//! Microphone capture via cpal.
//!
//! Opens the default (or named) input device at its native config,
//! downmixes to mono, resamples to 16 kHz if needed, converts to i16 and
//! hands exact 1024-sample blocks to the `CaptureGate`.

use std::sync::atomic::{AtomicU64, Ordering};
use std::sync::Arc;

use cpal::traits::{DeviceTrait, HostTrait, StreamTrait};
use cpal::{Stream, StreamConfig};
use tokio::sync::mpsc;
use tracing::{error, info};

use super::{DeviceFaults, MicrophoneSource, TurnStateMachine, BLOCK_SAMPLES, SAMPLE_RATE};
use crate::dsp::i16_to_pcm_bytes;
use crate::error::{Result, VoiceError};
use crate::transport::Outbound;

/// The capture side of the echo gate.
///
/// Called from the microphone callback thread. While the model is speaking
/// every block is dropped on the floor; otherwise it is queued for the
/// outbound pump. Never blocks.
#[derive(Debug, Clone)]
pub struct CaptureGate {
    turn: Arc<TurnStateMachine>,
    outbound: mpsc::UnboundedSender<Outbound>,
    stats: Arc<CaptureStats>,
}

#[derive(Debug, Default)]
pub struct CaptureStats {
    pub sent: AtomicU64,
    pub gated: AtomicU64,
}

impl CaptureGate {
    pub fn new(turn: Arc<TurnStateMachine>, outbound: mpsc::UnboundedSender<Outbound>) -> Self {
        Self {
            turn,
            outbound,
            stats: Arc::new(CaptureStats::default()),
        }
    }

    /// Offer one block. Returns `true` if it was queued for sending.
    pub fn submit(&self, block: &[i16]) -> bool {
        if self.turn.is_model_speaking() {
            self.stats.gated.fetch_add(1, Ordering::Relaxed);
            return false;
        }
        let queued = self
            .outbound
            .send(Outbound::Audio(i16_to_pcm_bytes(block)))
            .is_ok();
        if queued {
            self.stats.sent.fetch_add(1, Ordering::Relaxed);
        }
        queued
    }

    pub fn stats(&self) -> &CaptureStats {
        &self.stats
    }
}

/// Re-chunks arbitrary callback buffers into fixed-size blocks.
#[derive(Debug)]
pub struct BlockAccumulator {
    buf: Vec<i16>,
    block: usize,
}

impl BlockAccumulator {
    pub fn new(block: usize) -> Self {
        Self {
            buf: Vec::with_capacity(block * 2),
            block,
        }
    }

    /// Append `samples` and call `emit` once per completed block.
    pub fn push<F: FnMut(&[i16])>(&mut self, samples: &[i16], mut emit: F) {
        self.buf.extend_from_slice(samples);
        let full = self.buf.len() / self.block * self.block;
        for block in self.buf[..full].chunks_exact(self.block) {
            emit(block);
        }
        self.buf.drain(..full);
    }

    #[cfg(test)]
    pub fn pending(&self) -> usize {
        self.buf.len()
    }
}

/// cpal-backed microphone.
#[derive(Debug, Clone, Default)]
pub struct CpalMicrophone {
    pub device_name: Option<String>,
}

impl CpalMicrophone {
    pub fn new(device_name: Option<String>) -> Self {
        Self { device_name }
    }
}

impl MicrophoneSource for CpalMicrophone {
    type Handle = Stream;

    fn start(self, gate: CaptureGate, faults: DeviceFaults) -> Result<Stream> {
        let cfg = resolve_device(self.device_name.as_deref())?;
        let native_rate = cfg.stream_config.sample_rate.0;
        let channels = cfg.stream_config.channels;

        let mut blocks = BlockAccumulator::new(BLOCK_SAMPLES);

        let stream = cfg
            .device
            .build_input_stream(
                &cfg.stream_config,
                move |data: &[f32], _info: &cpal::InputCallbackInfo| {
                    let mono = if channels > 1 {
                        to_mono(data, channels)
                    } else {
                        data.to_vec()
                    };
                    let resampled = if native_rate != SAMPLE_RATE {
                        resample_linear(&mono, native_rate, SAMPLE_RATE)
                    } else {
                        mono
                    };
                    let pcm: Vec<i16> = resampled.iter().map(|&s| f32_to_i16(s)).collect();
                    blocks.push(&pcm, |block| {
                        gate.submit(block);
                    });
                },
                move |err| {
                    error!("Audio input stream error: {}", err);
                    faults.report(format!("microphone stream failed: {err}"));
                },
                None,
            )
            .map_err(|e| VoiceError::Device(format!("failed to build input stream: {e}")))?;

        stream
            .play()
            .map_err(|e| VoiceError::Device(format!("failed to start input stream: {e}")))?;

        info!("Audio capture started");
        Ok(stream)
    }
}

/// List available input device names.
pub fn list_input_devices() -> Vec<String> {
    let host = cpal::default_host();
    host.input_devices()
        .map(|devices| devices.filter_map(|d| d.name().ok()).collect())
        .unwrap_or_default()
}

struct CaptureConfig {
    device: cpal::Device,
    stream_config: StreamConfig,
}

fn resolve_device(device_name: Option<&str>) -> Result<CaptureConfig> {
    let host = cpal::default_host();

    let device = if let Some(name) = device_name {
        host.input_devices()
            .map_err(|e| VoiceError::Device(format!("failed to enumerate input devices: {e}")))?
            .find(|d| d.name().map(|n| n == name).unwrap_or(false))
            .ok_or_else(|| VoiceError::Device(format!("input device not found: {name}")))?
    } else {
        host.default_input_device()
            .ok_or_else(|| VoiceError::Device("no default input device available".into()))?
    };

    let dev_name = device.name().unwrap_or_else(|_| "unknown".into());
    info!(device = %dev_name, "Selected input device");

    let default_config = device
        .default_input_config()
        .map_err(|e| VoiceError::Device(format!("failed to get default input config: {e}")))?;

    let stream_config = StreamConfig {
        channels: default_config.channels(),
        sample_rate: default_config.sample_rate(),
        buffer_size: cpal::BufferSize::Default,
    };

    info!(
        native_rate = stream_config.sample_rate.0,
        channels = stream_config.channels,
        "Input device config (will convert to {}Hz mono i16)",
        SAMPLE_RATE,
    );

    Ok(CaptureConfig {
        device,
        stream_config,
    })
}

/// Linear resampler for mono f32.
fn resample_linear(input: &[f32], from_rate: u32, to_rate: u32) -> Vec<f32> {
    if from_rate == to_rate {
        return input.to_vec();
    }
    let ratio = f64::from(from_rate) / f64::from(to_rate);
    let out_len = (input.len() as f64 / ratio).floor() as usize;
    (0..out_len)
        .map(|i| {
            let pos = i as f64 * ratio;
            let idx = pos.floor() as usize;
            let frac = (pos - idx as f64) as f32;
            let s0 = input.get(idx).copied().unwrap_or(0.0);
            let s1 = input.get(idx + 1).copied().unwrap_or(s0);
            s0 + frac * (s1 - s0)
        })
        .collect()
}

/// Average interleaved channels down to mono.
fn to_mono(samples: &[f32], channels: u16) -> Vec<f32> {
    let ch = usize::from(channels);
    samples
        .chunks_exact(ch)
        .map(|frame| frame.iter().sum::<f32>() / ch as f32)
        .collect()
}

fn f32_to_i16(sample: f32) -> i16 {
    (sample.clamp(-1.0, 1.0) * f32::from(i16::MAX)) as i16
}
***
**What the task requires:**
Tally up how many lines in the records contain the string "sent". Answer with that figure only.

**Expected output:**
2